Although a very large number of houses depends on the centralized heating systems of each city, many don’t. There are many places in Romania where people can install their own central heating units (and in those places most people already did that), from the gas-only options for apartments, to various other methods, the most common being units that require wood as fuel.
Electrical heating could be an option in some places, but electrical heating is extremely expensive, at least by Romanian terms and compared to other options out there. Also, many buildings have old and obsolete electrical cables that can’t handle the extra consumption – most apartment buildings are in this category.
For example, in Drobeta Turnu Severin, I have friends and people who can’t plug in an electrical heater simply because the electrical cables can’t handle them.

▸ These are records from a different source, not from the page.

use anyhow::Context;
use clap::{ArgAction, Parser, Subcommand};
use coltree::{FilterColumn, Pattern, Session, TreeModel, Value, filter, statics};
use std::path::PathBuf;
use tracing_subscriber::EnvFilter;

#[derive(Parser, Debug)]
#[command(name = "coltree", version, about = statics::EN_APP_ABOUT)]
struct Cli {
    /// Document to open (`.json`, or `.gz` for gzip-compressed JSON).
    file: PathBuf,

    /// Write changes to this path instead of back to FILE.
    #[arg(short, long, global = true)]
    output: Option<PathBuf>,

    /// More log output (-v debug, -vv trace). RUST_LOG overrides this.
    #[arg(short, long, action = ArgAction::Count, global = true)]
    verbose: u8,

    #[command(subcommand)]
    command: Command,
}

/// Rows are named by paths from the top level, e.g. `0/2/1`; an empty path
/// is the top level itself. Columns are given by name or by index.
#[derive(Subcommand, Debug)]
enum Command {
    /// Print the tree, optionally filtered.
    Show {
        /// Case-insensitive regex (or plain text) to filter rows by.
        #[arg(short, long, default_value = "")]
        pattern: String,
        /// Only test this column against the pattern.
        #[arg(short, long)]
        column: Option<String>,
    },
    /// List the column schema.
    Columns,
    /// Distinct values of a column.
    Values { column: String },
    /// Print one field.
    Get { path: String, column: String },
    /// Set one field. VALUE is read as JSON, falling back to a plain string.
    Set {
        path: String,
        column: String,
        value: String,
    },
    /// Insert empty rows under a parent (appends by default).
    Insert {
        #[arg(default_value = "")]
        parent: String,
        #[arg(long)]
        row: Option<usize>,
        #[arg(long, default_value_t = 1)]
        count: usize,
    },
    /// Remove rows and their subtrees.
    Remove {
        #[arg(required = true)]
        paths: Vec<String>,
    },
    /// Add a column to the schema.
    AddColumn {
        name: String,
        #[arg(long)]
        at: Option<usize>,
    },
    /// Drop a column from the schema (stored values are kept in the file).
    RemoveColumn { column: String },
    /// Rename a column.
    RenameColumn { column: String, name: String },
}

fn main() -> anyhow::Result<()> {
    let cli = Cli::parse();
    init_logging(cli.verbose);

    let mut session = Session::load_path(&cli.file)?;
    run(cli.command, &mut session)?;

    if session.is_dirty() {
        match cli.output {
            Some(path) => session.save_to_path(&path)?,
            None => session.save()?,
        }
    }
    Ok(())
}

fn init_logging(verbose: u8) {
    let level = match verbose {
        0 => "warn",
        1 => "debug",
        _ => "trace",
    };
    let filter = EnvFilter::try_from_default_env().unwrap_or_else(|_| EnvFilter::new(level));
    let _ = tracing_subscriber::fmt()
        .with_env_filter(filter)
        .with_writer(std::io::stderr)
        .try_init();
}

fn run(command: Command, session: &mut Session) -> anyhow::Result<()> {
    match command {
        Command::Show { pattern, column } => {
            let model = session.model();
            let target = match column {
                Some(c) => FilterColumn::Column(resolve_column(model, &c)?),
                None => FilterColumn::All,
            };
            print_tree(model, &Pattern::new(&pattern), target)?;
        }
        Command::Columns => {
            let model = session.model();
            if model.column_count() == 0 {
                println!("{}", statics::EN_NO_COLUMNS);
            }
            for (i, name) in model.columns().iter().enumerate() {
                println!("{i}\t{name}");
            }
        }
        Command::Values { column } => {
            let model = session.model();
            let column = resolve_column(model, &column)?;
            for value in filter::distinct_values(model, column)? {
                println!("{value}");
            }
        }
        Command::Get { path, column } => {
            let model = session.model();
            let (row, parent) = resolve_row(model, &path)?;
            let column = resolve_column(model, &column)?;
            println!("{}", model.value(row, column, parent)?.display_text());
        }
        Command::Set {
            path,
            column,
            value,
        } => {
            let model = session.model_mut();
            let (row, parent) = resolve_row(model, &path)?;
            let column = resolve_column(model, &column)?;
            model.set_value(row, column, parent, parse_value(&value))?;
        }
        Command::Insert { parent, row, count } => {
            let model = session.model_mut();
            let parent = model.resolve_path(&parse_path(&parent)?)?;
            let row = match row {
                Some(row) => row,
                None => model.row_count(parent)?,
            };
            model.insert_rows(row, count, parent)?;
        }
        Command::Remove { paths } => {
            let model = session.model_mut();
            let selection = paths
                .iter()
                .map(|p| Ok(model.resolve_path(&parse_path(p)?)?))
                .collect::<anyhow::Result<Vec<_>>>()?;
            model.remove_items(&selection)?;
        }
        Command::AddColumn { name, at } => {
            let model = session.model_mut();
            let index = at.unwrap_or(model.column_count());
            model.insert_columns(index, 1)?;
            model.set_column_name(index, name)?;
        }
        Command::RemoveColumn { column } => {
            let model = session.model_mut();
            let index = resolve_column(model, &column)?;
            model.remove_columns(index, 1)?;
        }
        Command::RenameColumn { column, name } => {
            let model = session.model_mut();
            let index = resolve_column(model, &column)?;
            model.set_column_name(index, name)?;
        }
    }
    Ok(())
}

fn print_tree(model: &TreeModel, pattern: &Pattern, target: FilterColumn) -> anyhow::Result<()> {
    let visible = filter::visible_items(model, pattern, target)?;
    tracing::debug!(
        pattern = pattern.as_str(),
        ?target,
        shown = visible.len(),
        "filtered rows"
    );
    if visible.is_empty() {
        println!("{}", statics::EN_NO_MATCHES);
        return Ok(());
    }

    let mut header = vec![statics::EN_HEADER_ROW.to_string()];
    header.extend(model.columns().iter().cloned());
    println!("{}", header.join("\t"));

    for id in visible {
        let path = model.path_of(id)?;
        let depth = path.len().saturating_sub(1);
        let label = path
            .iter()
            .map(usize::to_string)
            .collect::<Vec<_>>()
            .join(&statics::PATH_SEPARATOR.to_string());
        let mut cells = vec![format!("{}{label}", "  ".repeat(depth))];
        for column in 0..model.column_count() {
            cells.push(model.item_value(id, column)?.display_text());
        }
        println!("{}", cells.join("\t"));
    }
    Ok(())
}

fn parse_path(text: &str) -> anyhow::Result<Vec<usize>> {
    text.split(statics::PATH_SEPARATOR)
        .filter(|part| !part.is_empty())
        .map(|part| {
            part.trim()
                .parse::<usize>()
                .with_context(|| format!("{}: {text:?}", statics::EN_ERR_BAD_PATH))
        })
        .collect()
}

/// Split a row path into the `(row, parent)` address of its last element.
fn resolve_row(model: &TreeModel, text: &str) -> anyhow::Result<(usize, coltree::ItemId)> {
    let mut path = parse_path(text)?;
    let row = path
        .pop()
        .with_context(|| format!("{}: {text:?}", statics::EN_ERR_BAD_PATH))?;
    Ok((row, model.resolve_path(&path)?))
}

fn resolve_column(model: &TreeModel, text: &str) -> anyhow::Result<usize> {
    if let Some(index) = model.column_index(text) {
        return Ok(index);
    }
    match text.parse::<usize>() {
        Ok(index) if index < model.column_count() => Ok(index),
        _ => anyhow::bail!("{}: {text:?}", statics::EN_ERR_UNKNOWN_COLUMN),
    }
}

fn parse_value(text: &str) -> Value {
    Value::parse(text).unwrap_or_else(|_| Value::from(text))
}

We are lucky to be in a building where we had no problems using the electrical heaters, but we also live in a building with many older folks who are used with the Communist times and are used to handling the low temperatures, so things might change in the near future.
We also anticipate huge costs for this luxury (apparently, staying warm during the winter can sometimes be a luxury in Romania): our electrical bill will most likely double or triple!
So, yes, you might freeze in Romania if you happen to come here during the winter. Hotels are usually not affected by this problem, though – so this is more of a concern for those looking into long term residence. If you do, make sure to add this to your checklist, otherwise, you might experience some medieval times you might not be prepared for!
Personal note: It was horrible to write this article. Not because my fingers were frozen on the keyboard, but because I had so much trouble finding the term for “city central heating” – Google and dictionaries weren’t helpful so it might sound awful and nothing but a poor translation.
Well, that’s what you get when a non-native English speaker has to talk about more technical stuff, but hopefully you understand what I’m talking about.